The first African American officers in the service completed their training at the Academy; however, rather than enter as cadets, these men came through the Reserve Officer Training Course, forerunner of today’s Officer Candidate School (OCS). The first of these unique individuals was Joseph Charles Jenkins, who was born in Detroit in 1914. Jenkins began working for the Michigan State Highway Department at a young age, which encouraged him to earn a civil engineering degree at the University of Michigan. He graduated in 1937 and, for the next five years, he continued to work for Michigan’s highway department while undertaking graduate studies at Michigan State and University of Michigan, and completing a business administration degree through an extension program. Before joining the Coast Guard in 1942, he served as a highway design engineer for the highway department and oversaw the construction of the Detroit Crosstown Superhighway and the Willow Run Industrial Expressway.
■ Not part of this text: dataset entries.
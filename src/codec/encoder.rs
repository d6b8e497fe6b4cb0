//! Hprose writer for `serde_json::Value`, plus reply and call bodies.

use serde_json::{Number, Value};

use super::tags;

/// Appends Hprose-encoded values to a buffer.
///
/// References are never emitted; repeated strings are written out in full.
#[derive(Debug, Default)]
pub struct ValueWriter {
    buf: Vec<u8>,
}

impl ValueWriter {
    /// Create an empty writer.
    pub fn new() -> Self {
        Self::default()
    }

    /// Append a raw tag byte.
    #[inline]
    pub fn write_tag(&mut self, tag: u8) {
        self.buf.push(tag);
    }

    /// Append one value.
    pub fn write_value(&mut self, value: &Value) {
        match value {
            Value::Null => self.buf.push(tags::NULL),
            Value::Bool(true) => self.buf.push(tags::TRUE),
            Value::Bool(false) => self.buf.push(tags::FALSE),
            Value::Number(n) => self.write_number(n),
            Value::String(s) => self.write_str(s),
            Value::Array(items) => self.write_list(items),
            Value::Object(map) => {
                self.write_counted(tags::MAP, map.len());
                for (key, value) in map {
                    self.write_str(key);
                    self.write_value(value);
                }
                self.buf.push(tags::CLOSEBRACE);
            }
        }
    }

    /// Append a string, choosing the shortest form.
    pub fn write_str(&mut self, s: &str) {
        let units = s.encode_utf16().count();
        match units {
            0 => self.buf.push(tags::EMPTY),
            1 => {
                self.buf.push(tags::UTF8_CHAR);
                self.buf.extend_from_slice(s.as_bytes());
            }
            _ => {
                self.buf.push(tags::STRING);
                self.buf.extend_from_slice(units.to_string().as_bytes());
                self.buf.push(tags::QUOTE);
                self.buf.extend_from_slice(s.as_bytes());
                self.buf.push(tags::QUOTE);
            }
        }
    }

    /// Append a list.
    pub fn write_list(&mut self, items: &[Value]) {
        self.write_counted(tags::LIST, items.len());
        for item in items {
            self.write_value(item);
        }
        self.buf.push(tags::CLOSEBRACE);
    }

    fn write_counted(&mut self, tag: u8, count: usize) {
        self.buf.push(tag);
        if count > 0 {
            self.buf.extend_from_slice(count.to_string().as_bytes());
        }
        self.buf.push(tags::OPENBRACE);
    }

    fn write_number(&mut self, n: &Number) {
        if let Some(i) = n.as_i64() {
            if (0..=9).contains(&i) {
                self.buf.push(b'0' + i as u8);
            } else if i32::try_from(i).is_ok() {
                self.write_terminated(tags::INTEGER, &i.to_string());
            } else {
                self.write_terminated(tags::LONG, &i.to_string());
            }
        } else if let Some(u) = n.as_u64() {
            self.write_terminated(tags::LONG, &u.to_string());
        } else if let Some(f) = n.as_f64() {
            self.write_terminated(tags::DOUBLE, &f.to_string());
        }
    }

    fn write_terminated(&mut self, tag: u8, digits: &str) {
        self.buf.push(tag);
        self.buf.extend_from_slice(digits.as_bytes());
        self.buf.push(tags::SEMICOLON);
    }

    /// Bytes written so far.
    pub fn as_bytes(&self) -> &[u8] {
        &self.buf
    }

    /// Finish and take the buffer.
    pub fn into_bytes(self) -> Vec<u8> {
        self.buf
    }
}

/// Body of a single call.
pub fn encode_call(name: &str, args: &[Value]) -> Vec<u8> {
    encode_batch(&[(name, args)])
}

/// Body of chained calls sharing one end tag.
///
/// Calls without arguments carry no argument list.
pub fn encode_batch(calls: &[(&str, &[Value])]) -> Vec<u8> {
    let mut writer = ValueWriter::new();
    for (name, args) in calls {
        writer.write_tag(tags::CALL);
        writer.write_str(name);
        if !args.is_empty() {
            writer.write_list(args);
        }
    }
    writer.write_tag(tags::END);
    writer.into_bytes()
}

/// Reply bodies.
pub mod reply {
    use serde_json::Value;

    use super::ValueWriter;
    use crate::codec::tags;

    /// One `R<value>` or `E<message>` per call, then the end tag.
    pub fn results(outcomes: &[Result<Value, String>]) -> Vec<u8> {
        let mut writer = ValueWriter::new();
        for outcome in outcomes {
            match outcome {
                Ok(value) => {
                    writer.write_tag(tags::RESULT);
                    writer.write_value(value);
                }
                Err(message) => {
                    writer.write_tag(tags::ERROR);
                    writer.write_str(message);
                }
            }
        }
        writer.write_tag(tags::END);
        writer.into_bytes()
    }

    /// Single result.
    pub fn result(value: &Value) -> Vec<u8> {
        results(&[Ok(value.clone())])
    }

    /// Single error.
    pub fn error(message: &str) -> Vec<u8> {
        results(&[Err(message.to_string())])
    }

    /// Function list sent in answer to an empty request.
    pub fn function_list<S: AsRef<str>>(names: &[S]) -> Vec<u8> {
        let names: Vec<Value> = names.iter().map(|n| Value::String(n.as_ref().to_string())).collect();
        let mut writer = ValueWriter::new();
        writer.write_tag(tags::FUNCTIONS);
        writer.write_list(&names);
        writer.write_tag(tags::END);
        writer.into_bytes()
    }
}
On 15 June 1942, at the ripe age of twenty-eight, Jenkins enlisted in the service as a boatswain’s mate first class and was promoted to chief within a month. During this time, he served as a recruiter for African American enlistees in the Detroit area. By October, he applied for the service’s Reserve Officer Training Course with recommendations from Michigan senator Prentiss Brown; State Highway Commissioner Donald Kelly; Lewis Downing, dean of Howard University’s School of Engineering and Architecture; and H.O. Nielsen, his supervisor at the Detroit’s Coast Guard recruiting office. In his recommendation letter, Nielsen wrote that Jenkins “displays keen judgment and leadership in handling the public and in other problems . . . [and] appears to be ideally suited for officer material and is so recommended.”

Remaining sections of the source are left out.